++++ Exercise inputs

use crate::error::PlayerError;
use crate::settings::EndedShuffle;
use rand::Rng;

/// Whether the media is currently playing.
#[derive(Debug, Clone, Copy, PartialEq, Eq, Default)]
pub enum Status {
    #[default]
    Paused,
    Playing,
}

/// How the player picks the next track, derived from the shuffle and repeat flags.
#[derive(Debug, Clone, Copy, PartialEq, Eq)]
pub enum PlaybackMode {
    Sequential,
    Shuffle,
    Repeat,
    RepeatShuffle,
}

/// What the transport must do with the media after a transition.
#[derive(Debug, Clone, Copy, PartialEq, Eq)]
pub enum Step {
    /// Load the track at this index and play it.
    Load(usize),
    /// Reload the current track and play it from the start.
    Restart(usize),
}

impl Step {
    #[cfg(test)]
    pub fn index(self) -> usize {
        match self {
            Step::Load(index) | Step::Restart(index) => index,
        }
    }
}

/// Which track is current and how selection advances.
///
/// `current_index` always points into the original list, never into a
/// filtered view. Every transition takes the playlist length and returns
/// `None` on an empty playlist without touching the state.
#[derive(Debug, Clone, PartialEq, Eq, Default)]
pub struct PlaybackState {
    current_index: usize,
    shuffle: bool,
    repeat: bool,
    status: Status,
}

impl PlaybackState {
    pub fn new() -> Self {
        Self::default()
    }

    pub fn current_index(&self) -> usize {
        self.current_index
    }

    pub fn is_shuffling(&self) -> bool {
        self.shuffle
    }

    pub fn is_repeating(&self) -> bool {
        self.repeat
    }

    pub fn status(&self) -> Status {
        self.status
    }

    pub fn is_playing(&self) -> bool {
        self.status == Status::Playing
    }

    pub fn set_status(&mut self, status: Status) {
        self.status = status;
    }

    pub fn mode(&self) -> PlaybackMode {
        match (self.repeat, self.shuffle) {
            (false, false) => PlaybackMode::Sequential,
            (false, true) => PlaybackMode::Shuffle,
            (true, false) => PlaybackMode::Repeat,
            (true, true) => PlaybackMode::RepeatShuffle,
        }
    }

    pub fn toggle_shuffle(&mut self) -> bool {
        self.shuffle = !self.shuffle;
        self.shuffle
    }

    pub fn toggle_repeat(&mut self) -> bool {
        self.repeat = !self.repeat;
        self.repeat
    }

    /// Next button. Shuffle never lands on the current track when there is another one.
    pub fn next<R: Rng + ?Sized>(&mut self, len: usize, rng: &mut R) -> Option<usize> {
        if len == 0 {
            return None;
        }
        let index = match self.mode() {
            PlaybackMode::Shuffle | PlaybackMode::RepeatShuffle => {
                random_other_index(len, self.current_index, rng)
            }
            PlaybackMode::Sequential | PlaybackMode::Repeat => (self.current_index + 1) % len,
        };
        Some(self.go_to(index))
    }

    /// Previous button. Always sequential, shuffle is ignored.
    pub fn previous(&mut self, len: usize) -> Option<usize> {
        if len == 0 {
            return None;
        }
        let index = if self.current_index > 0 {
            self.current_index - 1
        } else {
            len - 1
        };
        Some(self.go_to(index))
    }

    /// Natural end of the current track. Repeat wins over shuffle.
    pub fn ended<R: Rng + ?Sized>(
        &mut self,
        len: usize,
        policy: EndedShuffle,
        rng: &mut R,
    ) -> Option<Step> {
        if len == 0 {
            return None;
        }
        let step = match self.mode() {
            PlaybackMode::Repeat | PlaybackMode::RepeatShuffle => {
                Step::Restart(self.go_to(self.current_index))
            }
            PlaybackMode::Shuffle => {
                let index = match policy {
                    EndedShuffle::AllowRepeat => rng.gen_range(0..len),
                    EndedShuffle::AvoidRepeat => random_other_index(len, self.current_index, rng),
                };
                Step::Load(self.go_to(index))
            }
            PlaybackMode::Sequential => Step::Load(self.go_to((self.current_index + 1) % len)),
        };
        Some(step)
    }

    /// Row activation. `index` must already be resolved to the original list.
    pub fn select(&mut self, index: usize, len: usize) -> Result<usize, PlayerError> {
        if len == 0 {
            return Err(PlayerError::EmptyPlaylist);
        }
        if index >= len {
            return Err(PlayerError::IndexOutOfRange { index, len });
        }
        Ok(self.go_to(index))
    }

    fn go_to(&mut self, index: usize) -> usize {
        self.current_index = index;
        self.status = Status::Playing;
        index
    }
}

/// Uniform pick from `[0, len)` excluding `current`. With a single track it returns `current`.
pub fn random_other_index<R: Rng + ?Sized>(len: usize, current: usize, rng: &mut R) -> usize {
    if len <= 1 {
        return current;
    }
    let pick = rng.gen_range(0..len - 1);
    if pick >= current {
        pick + 1
    } else {
        pick
    }
}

++++++++

# Exercise prompt:
Return nothing but the lines from the start of the listing above through the line containing "and repeat flags.", exactly as given.

# Result of this task:
use crate::error::PlayerError;
use crate::settings::EndedShuffle;
use rand::Rng;

/// Whether the media is currently playing.
#[derive(Debug, Clone, Copy, PartialEq, Eq, Default)]
pub enum Status {
    #[default]
    Paused,
    Playing,
}

/// How the player picks the next track, derived from the shuffle and repeat flags.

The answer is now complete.